Perusahaan konsultan dan riset properti Colliers Indonesia menyebut Batam memiliki potensi besar untuk industry elektronik. Hal ini didukung karena banyak perusahaan semi konduktor dan turunannya yang sudah beroperasi di Batam. Dengan statusnya sebagai KEK juga bisa memberikan keuntungan yang signifikan bagi perusahaan maupun investasi di sana.
“Kami melihat setelah wilayah Jabodetabek seperti Subang, Jawa Tengah, maupun Surabaya juga memiliki potensi yang baik untuk perusahaan-perusahaan China yang ingin melakukan relokasi pabriknya,” ujar Rivan Munansa, Director Industrial & Logistic Services Colliers Indonesia.
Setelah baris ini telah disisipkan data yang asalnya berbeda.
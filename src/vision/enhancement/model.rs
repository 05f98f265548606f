// Copyright (c) 2025 Fabstir
// SPDX-License-Identifier: BUSL-1.1
//! ONNX wrapper around the image-enhancement generator

use std::path::Path;
use std::sync::{Arc, Mutex};

use anyhow::{anyhow, Context, Result};
use ndarray::{Array4, Ix4};
use ort::session::Session;
use ort::value::Value;
use tracing::{debug, info};

use super::preprocessing::ENHANCER_INPUT_SHAPE;
use crate::vision::session::{build_cpu_session, first_input_name};

/// Anything that maps a normalized `[1, 256, 256, 3]` batch to an enhanced
/// batch of the same shape.
pub trait ImageEnhancer: Send + Sync {
    fn enhance(&self, batch: &Array4<f32>) -> Result<Array4<f32>>;
}

/// Enhancement generator exported to ONNX
///
/// Loaded once at startup and shared by every request. Runs on CPU.
#[derive(Clone)]
pub struct EnhancerModel {
    /// ONNX Runtime session (thread-safe)
    session: Arc<Mutex<Session>>,
    /// Model input name
    input_name: String,
}

impl std::fmt::Debug for EnhancerModel {
    fn fmt(&self, f: &mut std::fmt::Formatter<'_>) -> std::fmt::Result {
        f.debug_struct("EnhancerModel")
            .field("input_name", &self.input_name)
            .finish_non_exhaustive()
    }
}

impl EnhancerModel {
    /// Load the enhancement generator from an ONNX file
    pub fn new<P: AsRef<Path>>(model_path: P, intra_threads: usize) -> Result<Self> {
        let model_path = model_path.as_ref();
        info!("Loading enhancement model from {}", model_path.display());

        let session = build_cpu_session(model_path, intra_threads)?;
        let input_name = first_input_name(&session, "input_1");

        if let Some(input) = session.inputs.first() {
            debug!("Enhancement model input type: {:?}", input.input_type);
        }

        info!("✅ Enhancement model loaded (input: {})", input_name);

        Ok(Self {
            session: Arc::new(Mutex::new(session)),
            input_name,
        })
    }
}

impl ImageEnhancer for EnhancerModel {
    fn enhance(&self, batch: &Array4<f32>) -> Result<Array4<f32>> {
        let shape = batch.shape();
        if shape != ENHANCER_INPUT_SHAPE {
            anyhow::bail!(
                "Invalid enhancer input shape: {:?}, expected {:?}",
                shape,
                ENHANCER_INPUT_SHAPE
            );
        }

        let mut session = self
            .session
            .lock()
            .map_err(|_| anyhow!("Enhancement session lock poisoned"))?;

        let input_value =
            Value::from_array(batch.to_owned()).context("Failed to create input tensor")?;

        let outputs = session
            .run(ort::inputs![&self.input_name => input_value])
            .context("Enhancement inference failed")?;

        let output = outputs[0]
            .try_extract_array::<f32>()
            .context("Failed to extract enhancement output")?
            .to_owned()
            .into_dimensionality::<Ix4>()
            .context("Enhancement output is not a 4-D tensor")?;

        if output.shape() != ENHANCER_INPUT_SHAPE {
            anyhow::bail!(
                "Unexpected enhancer output shape: {:?}, expected {:?}",
                output.shape(),
                ENHANCER_INPUT_SHAPE
            );
        }

        debug!("Enhancement output shape: {:?}", output.shape());
        Ok(output)
    }
}
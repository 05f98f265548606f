// Copyright (c) 2025 Fabstir
// SPDX-License-Identifier: BUSL-1.1
//! YOLOv8 detector ONNX model

use std::path::Path;
use std::sync::{Arc, Mutex};

use anyhow::{anyhow, Context, Result};
use image::DynamicImage;
use ort::session::Session;
use ort::value::Value;
use tracing::{debug, info, warn};

use super::labels::{load_labels_file, parse_names_metadata};
use super::postprocessing::{decode_predictions, non_max_suppression};
use super::preprocessing::preprocess_for_detection;
use super::{Detection, DetectorParams, ObjectDetector};
use crate::vision::session::{build_cpu_session, first_input_name};

/// YOLO detector wrapper
///
/// Expects a single `[1, 3, S, S]` float input and a `[1, 4 + C, N]`
/// prediction output.
#[derive(Clone)]
pub struct YoloDetector {
    /// ONNX Runtime session (thread-safe)
    session: Arc<Mutex<Session>>,
    /// Model input name
    input_name: String,
    /// Class names indexed by class id
    class_names: Arc<Vec<String>>,
    params: DetectorParams,
}

impl std::fmt::Debug for YoloDetector {
    fn fmt(&self, f: &mut std::fmt::Formatter<'_>) -> std::fmt::Result {
        f.debug_struct("YoloDetector")
            .field("input_name", &self.input_name)
            .field("num_classes", &self.class_names.len())
            .field("params", &self.params)
            .finish_non_exhaustive()
    }
}

impl YoloDetector {
    /// Load the detector
    ///
    /// Class names come from `labels_path` when given, otherwise from the
    /// model's `names` metadata.
    pub fn new<P: AsRef<Path>>(
        model_path: P,
        labels_path: Option<&Path>,
        params: DetectorParams,
        intra_threads: usize,
    ) -> Result<Self> {
        let model_path = model_path.as_ref();
        info!("Loading detection model from {}", model_path.display());

        let session = build_cpu_session(model_path, intra_threads)?;
        let input_name = first_input_name(&session, "images");

        let class_names = match labels_path {
            Some(path) => load_labels_file(path)?,
            None => {
                let raw = session
                    .metadata()
                    .ok()
                    .and_then(|m| m.custom("names").ok().flatten())
                    .ok_or_else(|| {
                        anyhow!(
                            "Detection model {} has no 'names' metadata; configure a labels file",
                            model_path.display()
                        )
                    })?;
                parse_names_metadata(&raw)?
            }
        };

        info!(
            "✅ Detection model loaded (input: {}, {} classes, conf {}, iou {})",
            input_name,
            class_names.len(),
            params.confidence_threshold,
            params.iou_threshold
        );

        Ok(Self {
            session: Arc::new(Mutex::new(session)),
            input_name,
            class_names: Arc::new(class_names),
            params,
        })
    }
}

impl ObjectDetector for YoloDetector {
    fn detect(&self, image: &DynamicImage) -> Result<Vec<Detection>> {
        let (tensor, info) = preprocess_for_detection(image, self.params.input_size);

        let mut session = self
            .session
            .lock()
            .map_err(|_| anyhow!("Detection session lock poisoned"))?;

        let input_value = Value::from_array(tensor).context("Failed to create input tensor")?;

        let outputs = session
            .run(ort::inputs![&self.input_name => input_value])
            .context("Detection inference failed")?;

        let predictions = outputs[0]
            .try_extract_array::<f32>()
            .context("Failed to extract detection output")?;

        let candidates = decode_predictions(predictions, &info, self.params.confidence_threshold)?;
        let candidate_count = candidates.len();
        let detections = non_max_suppression(
            candidates,
            self.params.iou_threshold,
            self.params.max_detections,
        );

        if let Some(det) = detections.iter().find(|d| d.class_id >= self.class_names.len()) {
            warn!("Detector produced class index {} with no name", det.class_id);
        }

        debug!(
            "Detection: {} candidates, {} after NMS",
            candidate_count,
            detections.len()
        );
        Ok(detections)
    }

    fn class_name(&self, class_id: usize) -> Option<String> {
        self.class_names.get(class_id).cloned()
    }
}
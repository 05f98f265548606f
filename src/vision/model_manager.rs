// Copyright (c) 2025 Fabstir
// SPDX-License-Identifier: BUSL-1.1
//! Vision model manager for loading the enhancement and detection models

use std::path::PathBuf;
use std::sync::Arc;

use anyhow::Context;
use serde::Serialize;

use crate::config::ServiceConfig;
use crate::vision::detection::{ObjectDetector, YoloDetector};
use crate::vision::enhancement::{EnhancerModel, ImageEnhancer};

/// Information about a loaded vision model
#[derive(Debug, Clone, Serialize)]
pub struct VisionModelInfo {
    /// Model name
    pub name: String,
    /// Model type (enhancement, detection)
    pub model_type: String,
    /// File the model was loaded from
    pub path: String,
    /// Whether the model is available
    pub available: bool,
}

/// Holds the two models every request needs
///
/// Both are loaded once at startup; the service does not run without them.
pub struct VisionModelManager {
    enhancer: Arc<dyn ImageEnhancer>,
    detector: Arc<dyn ObjectDetector>,
    enhancer_path: PathBuf,
    detector_path: PathBuf,
}

impl VisionModelManager {
    /// Load both models named in the configuration
    ///
    /// Loading is blocking work and runs off the async workers.
    pub async fn new(config: &ServiceConfig) -> anyhow::Result<Self> {
        let enhancer_path = config.enhancer_model_path.clone();
        let detector_path = config.detector_model_path.clone();
        let labels_path = config.detector_labels_path.clone();
        let params = config.detector_params();
        let threads = config.intra_threads;

        let (enhancer, detector) = {
            let enhancer_path = enhancer_path.clone();
            let detector_path = detector_path.clone();
            tokio::task::spawn_blocking(move || -> anyhow::Result<_> {
                let enhancer = EnhancerModel::new(&enhancer_path, threads)
                    .context("Failed to load enhancement model")?;
                let detector =
                    YoloDetector::new(&detector_path, labels_path.as_deref(), params, threads)
                        .context("Failed to load detection model")?;
                Ok((enhancer, detector))
            })
            .await
            .context("Model loading task failed")??
        };

        tracing::info!(
            "✅ Vision models ready (enhancer: {}, detector: {})",
            enhancer_path.display(),
            detector_path.display()
        );

        Ok(Self {
            enhancer: Arc::new(enhancer),
            detector: Arc::new(detector),
            enhancer_path,
            detector_path,
        })
    }

    /// Wrap already constructed models
    pub fn from_parts(
        enhancer: Arc<dyn ImageEnhancer>,
        detector: Arc<dyn ObjectDetector>,
        enhancer_path: impl Into<PathBuf>,
        detector_path: impl Into<PathBuf>,
    ) -> Self {
        Self {
            enhancer,
            detector,
            enhancer_path: enhancer_path.into(),
            detector_path: detector_path.into(),
        }
    }

    pub fn enhancer(&self) -> Arc<dyn ImageEnhancer> {
        self.enhancer.clone()
    }

    pub fn detector(&self) -> Arc<dyn ObjectDetector> {
        self.detector.clone()
    }

    /// List all loaded vision models
    pub fn list_models(&self) -> Vec<VisionModelInfo> {
        vec![
            VisionModelInfo {
                name: model_name(&self.enhancer_path),
                model_type: "enhancement".to_string(),
                path: self.enhancer_path.display().to_string(),
                available: true,
            },
            VisionModelInfo {
                name: model_name(&self.detector_path),
                model_type: "detection".to_string(),
                path: self.detector_path.display().to_string(),
                available: true,
            },
        ]
    }
}

fn model_name(path: &std::path::Path) -> String {
    path.file_stem()
        .map(|s| s.to_string_lossy().into_owned())
        .unwrap_or_else(|| "unknown".to_string())
}
// Copyright (c) 2025 Fabstir
// SPDX-License-Identifier: BUSL-1.1
//! Image enhancement
//!
//! A generator network that takes a 256x256 RGB image normalized to [-1, 1]
//! and returns an enhanced image of the same size.

pub mod model;
pub mod preprocessing;

pub use model::{EnhancerModel, ImageEnhancer};
pub use preprocessing::{
    denormalize, normalize, postprocess_enhanced, preprocess_for_enhancement, ENHANCER_CHANNELS,
    ENHANCER_INPUT_SHAPE, ENHANCER_INPUT_SIZE,
};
Wilayah di Jawa Tengah seperti Semarang dan Kendal juga sudah ada investasi pabrik untuk industri garmen, tekstil, dan industri padat karya lainnya. Minat investasi dari sektor motor listrik juga cukup besar sementara di Brebes dan Tegal juga merupakan daerah yang berpotensi untuk perluasan industry usaha padat karya.
Bagi perusahaan dengan bidang usaha seperti electric vehicle (EV) bisa melirik wilayah Subang sedangkan perusahaan yang bergerak di bidang fast-moving consumer goods (FMCG) mempertimbangkan wilayah Surabaya.
Bagi kawasan industri yang belum dipasarkan ke publik, salah satu langkah yang dapat dilakukan adalah dengan mempercepat pembangunan kawasan industri baru. Hal ini termasuk memastikan ketersediaan utilitas dan infrastruktur yang memadai. Ketersediaan ini menjadi sangat penting agar ketika ada permintaan dari perusahaan China yang ingin melakukan relokasi, sudah ada lahan yang siap untuk dibangun.
Selain itu, koneksi dari kawasan industri dengan beberapa jalan tol utama termasuk yang mengarah ke dan dari pelabuhan serta bandar udara harus terhubung dengan baik. Tanpa adanya kesiapan akses beserta utilitas memadai akan sulit menarik minat perusahaan yang sedang mencari lahan untuk relokasi pabrik mereka.
“Dalam hal ini kami menilai pengaruhnya tentu akan menjadi positif dikarenakan keadaan ekonomi di China sendiri yang cukup stagnan ditambah potensi perang tarif dengan Amerika maka pengaruhnya terhadap tren ini akan cukup besar. Ini akan menarik bagi pasar industri di Indonesia bila bisa menangkap kesempatan yang baik ini,” jelasnya.